> **Work order**: Report every line of the records that contains the word "FromStr".
--- Source information Enclosed Below ---
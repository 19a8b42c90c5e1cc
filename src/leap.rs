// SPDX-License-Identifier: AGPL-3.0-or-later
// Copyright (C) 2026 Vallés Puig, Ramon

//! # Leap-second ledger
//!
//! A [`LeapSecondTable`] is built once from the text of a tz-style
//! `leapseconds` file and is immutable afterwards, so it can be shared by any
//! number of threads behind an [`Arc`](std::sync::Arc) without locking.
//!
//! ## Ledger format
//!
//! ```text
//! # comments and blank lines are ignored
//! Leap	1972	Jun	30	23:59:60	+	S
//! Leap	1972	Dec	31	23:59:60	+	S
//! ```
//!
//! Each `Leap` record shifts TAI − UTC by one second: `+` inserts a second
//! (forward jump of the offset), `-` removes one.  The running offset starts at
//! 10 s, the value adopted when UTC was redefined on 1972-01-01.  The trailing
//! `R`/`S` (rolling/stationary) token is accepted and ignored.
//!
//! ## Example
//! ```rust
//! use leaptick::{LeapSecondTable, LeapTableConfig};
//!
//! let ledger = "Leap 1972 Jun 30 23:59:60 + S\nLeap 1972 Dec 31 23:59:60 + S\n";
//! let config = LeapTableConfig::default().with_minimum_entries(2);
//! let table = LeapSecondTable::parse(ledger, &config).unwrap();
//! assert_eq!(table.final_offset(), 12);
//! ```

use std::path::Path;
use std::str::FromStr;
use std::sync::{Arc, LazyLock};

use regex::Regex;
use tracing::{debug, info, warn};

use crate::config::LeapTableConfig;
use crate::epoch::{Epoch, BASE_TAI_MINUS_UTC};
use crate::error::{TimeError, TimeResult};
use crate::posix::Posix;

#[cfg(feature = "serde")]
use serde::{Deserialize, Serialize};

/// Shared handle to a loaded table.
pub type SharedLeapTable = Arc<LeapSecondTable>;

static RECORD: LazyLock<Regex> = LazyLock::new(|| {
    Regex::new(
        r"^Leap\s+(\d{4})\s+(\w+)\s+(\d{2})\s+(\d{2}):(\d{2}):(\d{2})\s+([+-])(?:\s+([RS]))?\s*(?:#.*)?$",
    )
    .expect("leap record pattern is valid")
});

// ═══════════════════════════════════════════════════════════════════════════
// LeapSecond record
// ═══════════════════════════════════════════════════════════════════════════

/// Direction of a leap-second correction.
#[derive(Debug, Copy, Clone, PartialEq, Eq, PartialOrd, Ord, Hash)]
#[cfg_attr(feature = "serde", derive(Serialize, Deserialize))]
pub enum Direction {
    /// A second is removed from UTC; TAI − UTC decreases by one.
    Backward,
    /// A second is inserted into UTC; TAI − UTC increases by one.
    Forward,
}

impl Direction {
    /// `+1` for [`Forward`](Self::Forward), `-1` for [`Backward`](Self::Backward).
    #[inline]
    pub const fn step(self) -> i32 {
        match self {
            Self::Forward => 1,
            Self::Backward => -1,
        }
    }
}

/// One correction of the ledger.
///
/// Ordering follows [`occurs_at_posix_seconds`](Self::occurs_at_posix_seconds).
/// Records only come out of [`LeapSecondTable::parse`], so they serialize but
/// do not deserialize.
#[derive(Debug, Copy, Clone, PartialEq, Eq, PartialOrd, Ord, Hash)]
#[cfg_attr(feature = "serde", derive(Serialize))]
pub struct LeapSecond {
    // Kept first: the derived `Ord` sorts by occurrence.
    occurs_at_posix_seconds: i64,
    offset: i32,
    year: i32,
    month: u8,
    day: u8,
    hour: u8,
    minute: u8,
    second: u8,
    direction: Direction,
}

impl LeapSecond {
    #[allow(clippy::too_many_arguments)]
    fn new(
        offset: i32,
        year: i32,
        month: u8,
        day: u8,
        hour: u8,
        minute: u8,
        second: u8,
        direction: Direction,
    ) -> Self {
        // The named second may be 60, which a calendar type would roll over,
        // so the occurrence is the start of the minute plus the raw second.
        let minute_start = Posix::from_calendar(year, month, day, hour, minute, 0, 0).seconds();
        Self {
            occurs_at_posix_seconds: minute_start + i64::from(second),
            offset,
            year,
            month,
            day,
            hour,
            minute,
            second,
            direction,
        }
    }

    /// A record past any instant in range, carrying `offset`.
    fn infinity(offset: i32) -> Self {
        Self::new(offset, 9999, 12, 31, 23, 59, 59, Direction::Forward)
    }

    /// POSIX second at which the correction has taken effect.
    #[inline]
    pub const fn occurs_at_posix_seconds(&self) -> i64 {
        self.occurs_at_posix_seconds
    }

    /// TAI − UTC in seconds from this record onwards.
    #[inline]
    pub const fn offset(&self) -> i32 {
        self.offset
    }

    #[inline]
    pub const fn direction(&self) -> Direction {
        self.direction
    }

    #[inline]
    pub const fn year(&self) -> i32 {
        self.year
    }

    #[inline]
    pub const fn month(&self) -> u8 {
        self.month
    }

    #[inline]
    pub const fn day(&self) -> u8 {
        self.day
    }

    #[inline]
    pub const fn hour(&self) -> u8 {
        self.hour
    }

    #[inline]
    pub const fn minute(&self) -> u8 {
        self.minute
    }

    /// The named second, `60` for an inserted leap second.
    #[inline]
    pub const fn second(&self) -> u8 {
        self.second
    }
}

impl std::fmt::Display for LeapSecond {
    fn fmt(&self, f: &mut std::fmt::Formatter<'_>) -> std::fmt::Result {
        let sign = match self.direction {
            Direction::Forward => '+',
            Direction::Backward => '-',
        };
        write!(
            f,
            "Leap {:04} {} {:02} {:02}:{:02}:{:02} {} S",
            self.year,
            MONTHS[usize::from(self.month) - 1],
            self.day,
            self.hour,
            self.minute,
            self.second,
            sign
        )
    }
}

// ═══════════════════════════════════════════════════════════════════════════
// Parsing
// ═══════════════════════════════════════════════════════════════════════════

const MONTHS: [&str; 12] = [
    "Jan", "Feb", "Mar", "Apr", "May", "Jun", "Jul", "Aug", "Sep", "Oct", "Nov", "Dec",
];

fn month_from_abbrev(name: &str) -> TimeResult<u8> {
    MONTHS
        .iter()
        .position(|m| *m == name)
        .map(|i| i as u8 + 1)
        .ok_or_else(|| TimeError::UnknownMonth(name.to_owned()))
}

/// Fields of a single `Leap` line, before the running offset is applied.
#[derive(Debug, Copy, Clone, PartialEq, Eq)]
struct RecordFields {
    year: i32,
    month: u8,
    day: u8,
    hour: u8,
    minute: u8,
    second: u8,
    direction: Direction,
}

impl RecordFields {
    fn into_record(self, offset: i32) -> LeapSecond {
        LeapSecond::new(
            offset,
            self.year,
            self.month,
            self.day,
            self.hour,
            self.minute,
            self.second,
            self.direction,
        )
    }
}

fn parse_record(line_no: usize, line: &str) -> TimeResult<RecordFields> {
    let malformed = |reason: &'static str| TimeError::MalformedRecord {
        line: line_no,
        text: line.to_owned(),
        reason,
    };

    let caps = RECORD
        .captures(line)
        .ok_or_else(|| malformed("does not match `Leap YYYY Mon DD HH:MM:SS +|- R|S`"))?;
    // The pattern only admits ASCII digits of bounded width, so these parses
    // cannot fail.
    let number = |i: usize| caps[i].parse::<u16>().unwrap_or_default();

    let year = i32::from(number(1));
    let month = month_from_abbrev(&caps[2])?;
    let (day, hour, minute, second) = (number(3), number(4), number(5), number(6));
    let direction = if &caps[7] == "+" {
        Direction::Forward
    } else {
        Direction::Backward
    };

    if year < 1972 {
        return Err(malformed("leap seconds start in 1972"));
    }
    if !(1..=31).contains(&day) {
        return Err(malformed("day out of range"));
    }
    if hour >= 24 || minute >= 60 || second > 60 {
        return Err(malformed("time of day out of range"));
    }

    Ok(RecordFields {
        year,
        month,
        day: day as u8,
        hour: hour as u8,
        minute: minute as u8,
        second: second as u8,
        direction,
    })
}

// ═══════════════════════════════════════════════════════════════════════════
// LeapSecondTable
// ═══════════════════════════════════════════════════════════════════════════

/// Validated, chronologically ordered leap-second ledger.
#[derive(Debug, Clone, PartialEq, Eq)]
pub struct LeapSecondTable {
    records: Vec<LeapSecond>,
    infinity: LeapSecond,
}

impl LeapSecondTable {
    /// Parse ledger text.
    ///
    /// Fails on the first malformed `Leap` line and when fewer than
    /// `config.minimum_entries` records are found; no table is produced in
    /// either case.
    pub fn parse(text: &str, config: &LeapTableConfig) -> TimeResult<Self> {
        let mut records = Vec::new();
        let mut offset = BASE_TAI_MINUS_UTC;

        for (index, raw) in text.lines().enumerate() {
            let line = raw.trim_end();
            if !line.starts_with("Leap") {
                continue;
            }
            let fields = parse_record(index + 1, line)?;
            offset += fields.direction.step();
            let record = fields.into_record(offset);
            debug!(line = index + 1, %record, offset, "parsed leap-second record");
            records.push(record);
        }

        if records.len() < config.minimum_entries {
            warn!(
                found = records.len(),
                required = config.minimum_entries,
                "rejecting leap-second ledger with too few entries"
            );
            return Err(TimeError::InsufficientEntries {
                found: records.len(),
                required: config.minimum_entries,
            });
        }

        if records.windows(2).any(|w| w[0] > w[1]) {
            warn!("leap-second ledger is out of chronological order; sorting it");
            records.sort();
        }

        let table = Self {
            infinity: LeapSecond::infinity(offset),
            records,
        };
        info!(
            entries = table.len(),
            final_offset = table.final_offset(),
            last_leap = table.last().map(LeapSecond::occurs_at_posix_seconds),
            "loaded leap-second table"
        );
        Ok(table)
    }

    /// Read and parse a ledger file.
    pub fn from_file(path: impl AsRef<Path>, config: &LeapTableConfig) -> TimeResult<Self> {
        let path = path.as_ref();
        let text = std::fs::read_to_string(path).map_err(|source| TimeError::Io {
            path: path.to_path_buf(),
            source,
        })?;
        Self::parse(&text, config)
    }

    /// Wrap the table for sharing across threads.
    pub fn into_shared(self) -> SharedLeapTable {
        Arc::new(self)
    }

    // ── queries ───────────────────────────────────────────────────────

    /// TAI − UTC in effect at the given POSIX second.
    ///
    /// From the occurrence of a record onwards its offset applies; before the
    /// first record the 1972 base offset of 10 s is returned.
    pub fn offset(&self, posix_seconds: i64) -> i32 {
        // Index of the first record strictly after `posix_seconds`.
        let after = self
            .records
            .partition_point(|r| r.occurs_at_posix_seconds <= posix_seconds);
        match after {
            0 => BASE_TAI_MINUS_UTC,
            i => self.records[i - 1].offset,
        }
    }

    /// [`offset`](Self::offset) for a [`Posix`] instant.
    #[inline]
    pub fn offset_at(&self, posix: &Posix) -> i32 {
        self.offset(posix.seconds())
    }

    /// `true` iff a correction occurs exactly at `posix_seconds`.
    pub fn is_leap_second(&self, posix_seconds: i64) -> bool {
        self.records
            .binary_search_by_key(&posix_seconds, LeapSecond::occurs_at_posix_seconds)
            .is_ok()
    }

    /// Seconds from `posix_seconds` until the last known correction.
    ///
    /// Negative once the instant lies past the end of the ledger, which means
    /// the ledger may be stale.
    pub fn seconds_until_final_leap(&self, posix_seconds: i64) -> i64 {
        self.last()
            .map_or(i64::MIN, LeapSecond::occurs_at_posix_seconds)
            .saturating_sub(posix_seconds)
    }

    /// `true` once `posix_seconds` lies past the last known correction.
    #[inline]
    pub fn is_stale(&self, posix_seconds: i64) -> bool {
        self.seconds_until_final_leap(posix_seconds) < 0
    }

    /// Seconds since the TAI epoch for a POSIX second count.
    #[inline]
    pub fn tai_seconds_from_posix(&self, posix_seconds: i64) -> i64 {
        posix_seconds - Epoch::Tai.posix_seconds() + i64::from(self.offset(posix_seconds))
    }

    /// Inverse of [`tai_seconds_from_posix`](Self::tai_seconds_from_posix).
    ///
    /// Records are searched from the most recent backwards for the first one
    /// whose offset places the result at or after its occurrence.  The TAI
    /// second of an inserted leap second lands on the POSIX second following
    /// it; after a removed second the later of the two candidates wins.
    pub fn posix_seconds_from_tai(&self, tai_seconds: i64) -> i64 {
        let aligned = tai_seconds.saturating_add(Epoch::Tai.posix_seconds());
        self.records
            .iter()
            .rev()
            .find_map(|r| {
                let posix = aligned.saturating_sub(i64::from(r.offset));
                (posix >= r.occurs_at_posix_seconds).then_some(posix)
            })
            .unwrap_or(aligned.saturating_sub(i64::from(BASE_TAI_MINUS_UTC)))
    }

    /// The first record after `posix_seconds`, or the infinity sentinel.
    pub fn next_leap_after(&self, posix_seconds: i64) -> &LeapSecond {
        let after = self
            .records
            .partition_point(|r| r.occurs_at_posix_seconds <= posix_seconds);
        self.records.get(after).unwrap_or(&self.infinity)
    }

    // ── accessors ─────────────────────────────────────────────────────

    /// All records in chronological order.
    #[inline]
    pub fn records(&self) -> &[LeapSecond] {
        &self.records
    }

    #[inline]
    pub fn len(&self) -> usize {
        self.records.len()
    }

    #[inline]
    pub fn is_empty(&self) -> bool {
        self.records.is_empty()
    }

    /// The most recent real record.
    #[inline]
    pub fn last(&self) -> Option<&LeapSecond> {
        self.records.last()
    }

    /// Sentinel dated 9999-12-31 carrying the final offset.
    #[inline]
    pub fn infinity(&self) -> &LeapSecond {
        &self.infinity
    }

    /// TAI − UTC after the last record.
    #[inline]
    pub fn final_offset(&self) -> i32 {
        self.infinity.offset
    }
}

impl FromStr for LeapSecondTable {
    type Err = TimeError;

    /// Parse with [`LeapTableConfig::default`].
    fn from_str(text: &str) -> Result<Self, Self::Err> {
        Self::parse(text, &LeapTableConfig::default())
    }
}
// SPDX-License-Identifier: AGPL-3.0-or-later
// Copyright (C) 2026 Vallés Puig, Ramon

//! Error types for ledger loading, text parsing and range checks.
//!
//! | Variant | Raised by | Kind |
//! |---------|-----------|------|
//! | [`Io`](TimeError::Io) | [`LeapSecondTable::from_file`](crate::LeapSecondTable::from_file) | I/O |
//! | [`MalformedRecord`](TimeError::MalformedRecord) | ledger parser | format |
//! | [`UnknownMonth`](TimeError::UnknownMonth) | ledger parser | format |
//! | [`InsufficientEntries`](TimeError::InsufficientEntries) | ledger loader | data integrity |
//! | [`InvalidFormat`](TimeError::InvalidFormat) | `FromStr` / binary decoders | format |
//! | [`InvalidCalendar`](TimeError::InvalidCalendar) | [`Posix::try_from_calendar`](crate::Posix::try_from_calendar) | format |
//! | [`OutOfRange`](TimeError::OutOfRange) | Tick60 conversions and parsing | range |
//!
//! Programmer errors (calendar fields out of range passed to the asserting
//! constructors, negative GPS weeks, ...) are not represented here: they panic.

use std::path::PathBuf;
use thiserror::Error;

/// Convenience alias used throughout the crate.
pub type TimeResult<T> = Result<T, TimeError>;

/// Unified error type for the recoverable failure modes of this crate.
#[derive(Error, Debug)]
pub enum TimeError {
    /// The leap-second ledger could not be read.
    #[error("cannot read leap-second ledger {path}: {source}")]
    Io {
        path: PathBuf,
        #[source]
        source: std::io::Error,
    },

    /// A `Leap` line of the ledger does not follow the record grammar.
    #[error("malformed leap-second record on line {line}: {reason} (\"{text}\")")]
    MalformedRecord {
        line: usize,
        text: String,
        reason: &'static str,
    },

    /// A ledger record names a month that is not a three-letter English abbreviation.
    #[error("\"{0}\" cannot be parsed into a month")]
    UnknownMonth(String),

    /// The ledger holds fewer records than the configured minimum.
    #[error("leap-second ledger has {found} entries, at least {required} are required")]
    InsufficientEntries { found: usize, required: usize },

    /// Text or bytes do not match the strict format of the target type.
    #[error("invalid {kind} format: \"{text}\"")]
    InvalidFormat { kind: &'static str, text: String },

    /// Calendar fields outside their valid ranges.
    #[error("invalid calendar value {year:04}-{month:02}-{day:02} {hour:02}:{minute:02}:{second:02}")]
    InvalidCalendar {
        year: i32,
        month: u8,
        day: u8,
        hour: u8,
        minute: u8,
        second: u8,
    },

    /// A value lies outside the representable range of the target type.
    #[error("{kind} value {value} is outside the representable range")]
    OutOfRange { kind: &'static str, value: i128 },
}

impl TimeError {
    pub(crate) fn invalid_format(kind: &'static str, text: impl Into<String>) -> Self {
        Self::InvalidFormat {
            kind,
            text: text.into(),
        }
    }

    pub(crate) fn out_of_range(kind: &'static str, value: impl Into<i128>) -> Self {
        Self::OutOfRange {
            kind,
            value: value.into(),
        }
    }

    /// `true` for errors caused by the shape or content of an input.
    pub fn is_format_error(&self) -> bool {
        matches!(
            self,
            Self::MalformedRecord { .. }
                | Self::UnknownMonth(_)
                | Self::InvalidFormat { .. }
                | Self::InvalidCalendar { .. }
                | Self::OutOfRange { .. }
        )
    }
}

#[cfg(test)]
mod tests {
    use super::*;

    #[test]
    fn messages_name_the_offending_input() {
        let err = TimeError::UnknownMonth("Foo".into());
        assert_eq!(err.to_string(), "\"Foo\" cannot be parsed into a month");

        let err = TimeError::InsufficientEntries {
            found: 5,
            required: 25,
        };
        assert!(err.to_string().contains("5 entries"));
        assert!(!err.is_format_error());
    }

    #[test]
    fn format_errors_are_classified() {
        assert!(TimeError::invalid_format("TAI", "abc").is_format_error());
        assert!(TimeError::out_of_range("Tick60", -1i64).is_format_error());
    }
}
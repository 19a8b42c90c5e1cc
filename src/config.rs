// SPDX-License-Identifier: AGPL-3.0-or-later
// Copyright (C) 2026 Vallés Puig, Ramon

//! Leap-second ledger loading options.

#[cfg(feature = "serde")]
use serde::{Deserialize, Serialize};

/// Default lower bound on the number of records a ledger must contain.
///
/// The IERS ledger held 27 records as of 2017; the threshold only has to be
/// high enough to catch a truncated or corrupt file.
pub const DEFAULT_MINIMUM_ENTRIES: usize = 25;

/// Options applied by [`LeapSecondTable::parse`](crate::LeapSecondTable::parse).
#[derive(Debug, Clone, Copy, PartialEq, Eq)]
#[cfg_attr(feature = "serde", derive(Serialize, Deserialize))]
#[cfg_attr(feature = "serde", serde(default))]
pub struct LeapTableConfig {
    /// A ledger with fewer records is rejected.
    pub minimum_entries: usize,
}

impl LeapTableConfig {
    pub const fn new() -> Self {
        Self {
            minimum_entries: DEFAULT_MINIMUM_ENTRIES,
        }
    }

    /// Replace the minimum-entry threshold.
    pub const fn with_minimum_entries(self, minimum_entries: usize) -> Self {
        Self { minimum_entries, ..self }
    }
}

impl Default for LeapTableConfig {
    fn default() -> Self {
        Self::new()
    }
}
--- End of Enclosed Source information ---
> **Your response**:
use std::str::FromStr;
impl FromStr for LeapSecondTable {
//! | [`InvalidFormat`](TimeError::InvalidFormat) | `FromStr` / binary decoders | format |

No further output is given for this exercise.